* _Work to be completed_: Output all records precisely as written.

* _Extracted material_:
⁂
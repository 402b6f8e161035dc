//! Cross-field checks on the effective configuration

use std::collections::BTreeSet;
use std::path::PathBuf;

use tracing::debug;

use crate::config::EffectiveConfig;

/// VRF name that is always available
const DEFAULT_VRF: &str = "default";

/// A configuration the daemon cannot run with
#[derive(Debug, Clone, PartialEq, Eq, thiserror::Error)]
#[error("{message}")]
pub struct ConfigurationError {
    message: String,
}

impl ConfigurationError {
    pub fn new(message: impl Into<String>) -> Self {
        Self {
            message: message.into(),
        }
    }

    pub fn message(&self) -> &str {
        &self.message
    }
}

/// Knows which VRFs exist on the system
pub trait VrfCatalog {
    fn exists(&self, name: &str) -> bool;
}

/// VRFs are network devices; look for them under `/sys/class/net`
#[derive(Debug, Clone)]
pub struct SysfsVrfCatalog {
    root: PathBuf,
}

impl SysfsVrfCatalog {
    pub fn new(root: impl Into<PathBuf>) -> Self {
        Self { root: root.into() }
    }
}

impl VrfCatalog for SysfsVrfCatalog {
    fn exists(&self, name: &str) -> bool {
        !name.contains('/') && self.root.join(name).exists()
    }
}

/// Fixed set of VRF names
#[derive(Debug, Clone, Default)]
pub struct StaticVrfCatalog {
    names: BTreeSet<String>,
}

impl StaticVrfCatalog {
    pub fn new<I, S>(names: I) -> Self
    where
        I: IntoIterator<Item = S>,
        S: Into<String>,
    {
        Self {
            names: names.into_iter().map(Into::into).collect(),
        }
    }
}

impl VrfCatalog for StaticVrfCatalog {
    fn exists(&self, name: &str) -> bool {
        self.names.contains(name)
    }
}

/// Check the configuration before anything is written.
pub fn verify(
    config: Option<&EffectiveConfig>,
    vrfs: &dyn VrfCatalog,
) -> Result<(), ConfigurationError> {
    let Some(config) = config else {
        return Ok(());
    };

    for vrf in config.vrfs() {
        if vrf == DEFAULT_VRF {
            continue;
        }
        if !vrfs.exists(vrf) {
            return Err(ConfigurationError::new(format!(
                "VRF \"{}\" does not exist",
                vrf
            )));
        }
        debug!(vrf, "VRF binding verified");
    }

    Ok(())
}
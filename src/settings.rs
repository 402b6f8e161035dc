//! Runtime settings
//!
//! Where artifacts are written and which units are controlled. Loaded from
//! an optional TOML file; every field has a built-in default.

use std::fs;
use std::path::{Path, PathBuf};

use serde::{Deserialize, Serialize};

use crate::store::StoreError;

/// Artifact locations
#[derive(Debug, Clone, PartialEq, Eq, Serialize, Deserialize)]
#[serde(default)]
pub struct ArtifactPaths {
    /// Daemon configuration
    pub daemon_config: PathBuf,

    /// Supervisor override fragment for the service unit
    pub supervisor_override: PathBuf,

    /// Log rotation policy
    pub logrotate: PathBuf,
}

impl Default for ArtifactPaths {
    fn default() -> Self {
        Self {
            daemon_config: PathBuf::from("/etc/rsyslog.d/00-syslog-conf.conf"),
            supervisor_override: PathBuf::from(
                "/run/systemd/system/rsyslog.service.d/override.conf",
            ),
            logrotate: PathBuf::from("/etc/logrotate.d/syslog-conf"),
        }
    }
}

/// Service manager unit names
#[derive(Debug, Clone, PartialEq, Eq, Serialize, Deserialize)]
#[serde(default)]
pub struct UnitNames {
    pub service: String,
    pub socket: String,
}

impl Default for UnitNames {
    fn default() -> Self {
        Self {
            service: "syslog.service".to_string(),
            socket: "syslog.socket".to_string(),
        }
    }
}

/// Top-level settings file
#[derive(Debug, Clone, PartialEq, Eq, Serialize, Deserialize)]
#[serde(default)]
pub struct Settings {
    pub artifacts: ArtifactPaths,

    pub units: UnitNames,

    /// Directory listing network interfaces, VRFs included
    pub interface_root: PathBuf,

    /// Directory for per-file logs (`file <name>`)
    pub user_log_dir: PathBuf,
}

impl Default for Settings {
    fn default() -> Self {
        Self {
            artifacts: ArtifactPaths::default(),
            units: UnitNames::default(),
            interface_root: PathBuf::from("/sys/class/net"),
            user_log_dir: PathBuf::from("/var/log/user"),
        }
    }
}

impl Settings {
    /// Load and parse settings from a TOML file
    pub fn from_file(path: &Path) -> Result<Self, StoreError> {
        let contents = fs::read_to_string(path).map_err(|source| StoreError::Io {
            path: path.display().to_string(),
            source,
        })?;
        toml::from_str(&contents).map_err(|e| StoreError::Parse {
            path: path.display().to_string(),
            message: e.to_string(),
        })
    }

    /// Load from `path` if given, otherwise use defaults
    pub fn load(path: Option<&Path>) -> Result<Self, StoreError> {
        match path {
            Some(path) => Self::from_file(path),
            None => Ok(Self::default()),
        }
    }
}
//! Node name mangling
//!
//! CLI node names use dashes (`preserve-fqdn`); the resolved tree uses
//! underscores so templates can address them. Instance names of tag
//! collections are user data and are never rewritten.

use serde_json::Value;
use tracing::warn;

use super::schema::{find_shape, NodeKind, NodeShape};
use super::ConfigTree;

/// Replace `-` with `_` in a single node name
pub fn mangle_key(key: &str) -> String {
    key.replace('-', "_")
}

/// Mangle every node name in `value`, leaving the instance names of the
/// collections described by `shapes` untouched.
pub fn mangle_keys(value: &Value, shapes: &[NodeShape]) -> Value {
    match value {
        Value::Object(map) => Value::Object(mangle_tree(map, shapes)),
        other => other.clone(),
    }
}

/// Tree form of [`mangle_keys`]
pub fn mangle_tree(map: &ConfigTree, shapes: &[NodeShape]) -> ConfigTree {
    let mut mangled = ConfigTree::new();
    for (raw_key, child) in map {
        let key = mangle_key(raw_key);
        let child = match find_shape(shapes, &key) {
            Some(shape) if shape.kind == NodeKind::Tagged => mangle_collection(child, shape),
            Some(shape) => mangle_keys(child, shape.nested),
            None => mangle_keys(child, &[]),
        };
        // `a-b` and `a_b` land on the same name; the later sibling wins
        if mangled.insert(key.clone(), child).is_some() {
            warn!(key = %raw_key, mangled = %key, "node name collides with a sibling after mangling");
        }
    }
    mangled
}

fn mangle_collection(collection: &Value, shape: &NodeShape) -> Value {
    match collection {
        Value::Object(instances) => Value::Object(
            instances
                .iter()
                .map(|(name, instance)| (name.clone(), mangle_keys(instance, shape.nested)))
                .collect(),
        ),
        other => other.clone(),
    }
}
//! syslog-conf - system syslog configuration
//!
//! Resolves the `system syslog` configuration tree against schema defaults,
//! detects binding changes that need a restart, renders the daemon's
//! artifacts and drives the service manager.

pub mod config;
pub mod lifecycle;
pub mod logging;
pub mod render;
pub mod service;
pub mod settings;
pub mod store;

pub use config::{ConfigResolver, EffectiveConfig, SchemaDefaults};
pub use lifecycle::{ConfigurationError, Lifecycle, LifecycleError};
pub use render::{ArtifactKind, BuiltinRenderer, Renderer};
pub use service::{RecordingServiceManager, ServiceManager, Systemctl, UnitAction};
pub use settings::Settings;
pub use store::SnapshotStore;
⁂
* _Completed exercise_:
repository 402b6f8e161035dc
//! Cross-field checks on the effective configuration

use std::collections::BTreeSet;
use std::path::PathBuf;

use tracing::debug;

use crate::config::EffectiveConfig;

/// VRF name that is always available
const DEFAULT_VRF: &str = "default";

/// A configuration the daemon cannot run with
#[derive(Debug, Clone, PartialEq, Eq, thiserror::Error)]
#[error("{message}")]
pub struct ConfigurationError {
    message: String,
}

impl ConfigurationError {
    pub fn new(message: impl Into<String>) -> Self {
        Self {
            message: message.into(),
        }
    }

    pub fn message(&self) -> &str {
        &self.message
    }
}

/// Knows which VRFs exist on the system
pub trait VrfCatalog {
    fn exists(&self, name: &str) -> bool;
}

/// VRFs are network devices; look for them under `/sys/class/net`
#[derive(Debug, Clone)]
pub struct SysfsVrfCatalog {
    root: PathBuf,
}

impl SysfsVrfCatalog {
    pub fn new(root: impl Into<PathBuf>) -> Self {
        Self { root: root.into() }
    }
}

impl VrfCatalog for SysfsVrfCatalog {
    fn exists(&self, name: &str) -> bool {
        !name.contains('/') && self.root.join(name).exists()
    }
}

/// Fixed set of VRF names
#[derive(Debug, Clone, Default)]
pub struct StaticVrfCatalog {
    names: BTreeSet<String>,
}

impl StaticVrfCatalog {
    pub fn new<I, S>(names: I) -> Self
    where
        I: IntoIterator<Item = S>,
        S: Into<String>,
    {
        Self {
            names: names.into_iter().map(Into::into).collect(),
        }
    }
}

impl VrfCatalog for StaticVrfCatalog {
    fn exists(&self, name: &str) -> bool {
        self.names.contains(name)
    }
}

/// Check the configuration before anything is written.
pub fn verify(
    config: Option<&EffectiveConfig>,
    vrfs: &dyn VrfCatalog,
) -> Result<(), ConfigurationError> {
    let Some(config) = config else {
        return Ok(());
    };

    for vrf in config.vrfs() {
        if vrf == DEFAULT_VRF {
            continue;
        }
        if !vrfs.exists(vrf) {
            return Err(ConfigurationError::new(format!(
                "VRF \"{}\" does not exist",
                vrf
            )));
        }
        debug!(vrf, "VRF binding verified");
    }

    Ok(())
}
filename src/settings.rs
repository 402b6f8e161035dc
//! Runtime settings
//!
//! Where artifacts are written and which units are controlled. Loaded from
//! an optional TOML file; every field has a built-in default.

use std::fs;
use std::path::{Path, PathBuf};

use serde::{Deserialize, Serialize};

use crate::store::StoreError;

/// Artifact locations
#[derive(Debug, Clone, PartialEq, Eq, Serialize, Deserialize)]
#[serde(default)]
pub struct ArtifactPaths {
    /// Daemon configuration
    pub daemon_config: PathBuf,

    /// Supervisor override fragment for the service unit
    pub supervisor_override: PathBuf,

    /// Log rotation policy
    pub logrotate: PathBuf,
}

impl Default for ArtifactPaths {
    fn default() -> Self {
        Self {
            daemon_config: PathBuf::from("/etc/rsyslog.d/00-syslog-conf.conf"),
            supervisor_override: PathBuf::from(
                "/run/systemd/system/rsyslog.service.d/override.conf",
            ),
            logrotate: PathBuf::from("/etc/logrotate.d/syslog-conf"),
        }
    }
}

/// Service manager unit names
#[derive(Debug, Clone, PartialEq, Eq, Serialize, Deserialize)]
#[serde(default)]
pub struct UnitNames {
    pub service: String,
    pub socket: String,
}

impl Default for UnitNames {
    fn default() -> Self {
        Self {
            service: "syslog.service".to_string(),
            socket: "syslog.socket".to_string(),
        }
    }
}

/// Top-level settings file
#[derive(Debug, Clone, PartialEq, Eq, Serialize, Deserialize)]
#[serde(default)]
pub struct Settings {
    pub artifacts: ArtifactPaths,

    pub units: UnitNames,

    /// Directory listing network interfaces, VRFs included
    pub interface_root: PathBuf,

    /// Directory for per-file logs (`file <name>`)
    pub user_log_dir: PathBuf,
}

impl Default for Settings {
    fn default() -> Self {
        Self {
            artifacts: ArtifactPaths::default(),
            units: UnitNames::default(),
            interface_root: PathBuf::from("/sys/class/net"),
            user_log_dir: PathBuf::from("/var/log/user"),
        }
    }
}

impl Settings {
    /// Load and parse settings from a TOML file
    pub fn from_file(path: &Path) -> Result<Self, StoreError> {
        let contents = fs::read_to_string(path).map_err(|source| StoreError::Io {
            path: path.display().to_string(),
            source,
        })?;
        toml::from_str(&contents).map_err(|e| StoreError::Parse {
            path: path.display().to_string(),
            message: e.to_string(),
        })
    }

    /// Load from `path` if given, otherwise use defaults
    pub fn load(path: Option<&Path>) -> Result<Self, StoreError> {
        match path {
            Some(path) => Self::from_file(path),
            None => Ok(Self::default()),
        }
    }
}
//! Node name mangling
//!
//! CLI node names use dashes (`preserve-fqdn`); the resolved tree uses
//! underscores so templates can address them. Instance names of tag
//! collections are user data and are never rewritten.

use serde_json::Value;
use tracing::warn;

use super::schema::{find_shape, NodeKind, NodeShape};
use super::ConfigTree;

/// Replace `-` with `_` in a single node name
pub fn mangle_key(key: &str) -> String {
    key.replace('-', "_")
}

/// Mangle every node name in `value`, leaving the instance names of the
/// collections described by `shapes` untouched.
pub fn mangle_keys(value: &Value, shapes: &[NodeShape]) -> Value {
    match value {
        Value::Object(map) => Value::Object(mangle_tree(map, shapes)),
        other => other.clone(),
    }
}

/// Tree form of [`mangle_keys`]
pub fn mangle_tree(map: &ConfigTree, shapes: &[NodeShape]) -> ConfigTree {
    let mut mangled = ConfigTree::new();
    for (raw_key, child) in map {
        let key = mangle_key(raw_key);
        let child = match find_shape(shapes, &key) {
            Some(shape) if shape.kind == NodeKind::Tagged => mangle_collection(child, shape),
            Some(shape) => mangle_keys(child, shape.nested),
            None => mangle_keys(child, &[]),
        };
        // `a-b` and `a_b` land on the same name; the later sibling wins
        if mangled.insert(key.clone(), child).is_some() {
            warn!(key = %raw_key, mangled = %key, "node name collides with a sibling after mangling");
        }
    }
    mangled
}

fn mangle_collection(collection: &Value, shape: &NodeShape) -> Value {
    match collection {
        Value::Object(instances) => Value::Object(
            instances
                .iter()
                .map(|(name, instance)| (name.clone(), mangle_keys(instance, shape.nested)))
                .collect(),
        ),
        other => other.clone(),
    }
}
//! syslog-conf - system syslog configuration
//!
//! Resolves the `system syslog` configuration tree against schema defaults,
//! detects binding changes that need a restart, renders the daemon's
//! artifacts and drives the service manager.

pub mod config;
pub mod lifecycle;
pub mod logging;
pub mod render;
pub mod service;
pub mod settings;
pub mod store;

pub use config::{ConfigResolver, EffectiveConfig, SchemaDefaults};
pub use lifecycle::{ConfigurationError, Lifecycle, LifecycleError};
pub use render::{ArtifactKind, BuiltinRenderer, Renderer};
pub use service::{RecordingServiceManager, ServiceManager, Systemctl, UnitAction};
pub use settings::Settings;
pub use store::SnapshotStore;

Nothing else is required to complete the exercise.